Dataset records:

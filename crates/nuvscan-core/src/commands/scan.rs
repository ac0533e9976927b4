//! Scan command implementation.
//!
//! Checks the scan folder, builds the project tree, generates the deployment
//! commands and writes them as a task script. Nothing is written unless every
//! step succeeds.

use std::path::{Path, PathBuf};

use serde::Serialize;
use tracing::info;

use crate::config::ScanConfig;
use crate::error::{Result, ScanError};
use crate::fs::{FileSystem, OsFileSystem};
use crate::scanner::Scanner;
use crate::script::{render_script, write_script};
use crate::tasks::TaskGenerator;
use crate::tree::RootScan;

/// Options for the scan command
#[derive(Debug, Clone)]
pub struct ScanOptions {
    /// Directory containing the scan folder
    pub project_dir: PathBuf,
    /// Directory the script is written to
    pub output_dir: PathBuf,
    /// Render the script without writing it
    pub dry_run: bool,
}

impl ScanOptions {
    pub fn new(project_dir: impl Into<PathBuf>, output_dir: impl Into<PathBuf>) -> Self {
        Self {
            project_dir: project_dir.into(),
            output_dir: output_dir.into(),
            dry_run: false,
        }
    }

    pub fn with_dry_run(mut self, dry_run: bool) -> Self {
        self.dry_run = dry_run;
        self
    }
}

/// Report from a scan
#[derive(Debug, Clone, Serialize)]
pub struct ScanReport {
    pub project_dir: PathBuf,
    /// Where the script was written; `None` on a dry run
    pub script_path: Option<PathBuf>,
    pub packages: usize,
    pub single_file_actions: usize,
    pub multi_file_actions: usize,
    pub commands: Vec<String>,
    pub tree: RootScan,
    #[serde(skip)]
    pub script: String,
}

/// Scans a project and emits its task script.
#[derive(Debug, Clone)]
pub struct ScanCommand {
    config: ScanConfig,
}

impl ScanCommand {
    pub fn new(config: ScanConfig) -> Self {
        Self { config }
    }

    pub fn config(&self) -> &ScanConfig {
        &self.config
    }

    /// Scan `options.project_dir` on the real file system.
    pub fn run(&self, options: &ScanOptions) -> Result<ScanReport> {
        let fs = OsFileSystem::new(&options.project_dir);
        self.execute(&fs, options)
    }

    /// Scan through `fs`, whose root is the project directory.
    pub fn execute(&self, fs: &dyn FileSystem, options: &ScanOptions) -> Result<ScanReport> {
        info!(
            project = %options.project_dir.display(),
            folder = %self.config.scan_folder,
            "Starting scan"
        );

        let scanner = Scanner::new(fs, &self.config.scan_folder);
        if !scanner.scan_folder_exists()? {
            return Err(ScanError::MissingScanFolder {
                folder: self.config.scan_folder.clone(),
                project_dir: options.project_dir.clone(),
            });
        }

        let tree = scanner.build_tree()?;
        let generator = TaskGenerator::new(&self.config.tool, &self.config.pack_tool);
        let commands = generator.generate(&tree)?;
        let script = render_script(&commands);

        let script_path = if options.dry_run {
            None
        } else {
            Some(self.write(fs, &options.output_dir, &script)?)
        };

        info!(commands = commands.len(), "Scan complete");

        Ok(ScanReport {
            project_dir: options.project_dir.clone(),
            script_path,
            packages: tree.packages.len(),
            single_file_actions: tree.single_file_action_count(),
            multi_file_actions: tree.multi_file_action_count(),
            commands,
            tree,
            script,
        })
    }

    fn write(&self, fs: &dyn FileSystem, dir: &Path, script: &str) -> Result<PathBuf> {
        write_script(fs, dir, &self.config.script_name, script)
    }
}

▶ Assigned task
From the very first line of the records down to the line with "pub struct ScanReport", please write out each line exactly, including both ends and no other lines.

▶ Response
filename crates/nuvscan-core/src/commands/scan.rs
repository ac0533e9976927b4
//! Scan command implementation.
//!
//! Checks the scan folder, builds the project tree, generates the deployment
//! commands and writes them as a task script. Nothing is written unless every
//! step succeeds.

use std::path::{Path, PathBuf};

use serde::Serialize;
use tracing::info;

use crate::config::ScanConfig;
use crate::error::{Result, ScanError};
use crate::fs::{FileSystem, OsFileSystem};
use crate::scanner::Scanner;
use crate::script::{render_script, write_script};
use crate::tasks::TaskGenerator;
use crate::tree::RootScan;

/// Options for the scan command
#[derive(Debug, Clone)]
pub struct ScanOptions {
    /// Directory containing the scan folder
    pub project_dir: PathBuf,
    /// Directory the script is written to
    pub output_dir: PathBuf,
    /// Render the script without writing it
    pub dry_run: bool,
}

impl ScanOptions {
    pub fn new(project_dir: impl Into<PathBuf>, output_dir: impl Into<PathBuf>) -> Self {
        Self {
            project_dir: project_dir.into(),
            output_dir: output_dir.into(),
            dry_run: false,
        }
    }

    pub fn with_dry_run(mut self, dry_run: bool) -> Self {
        self.dry_run = dry_run;
        self
    }
}

/// Report from a scan
#[derive(Debug, Clone, Serialize)]
pub struct ScanReport {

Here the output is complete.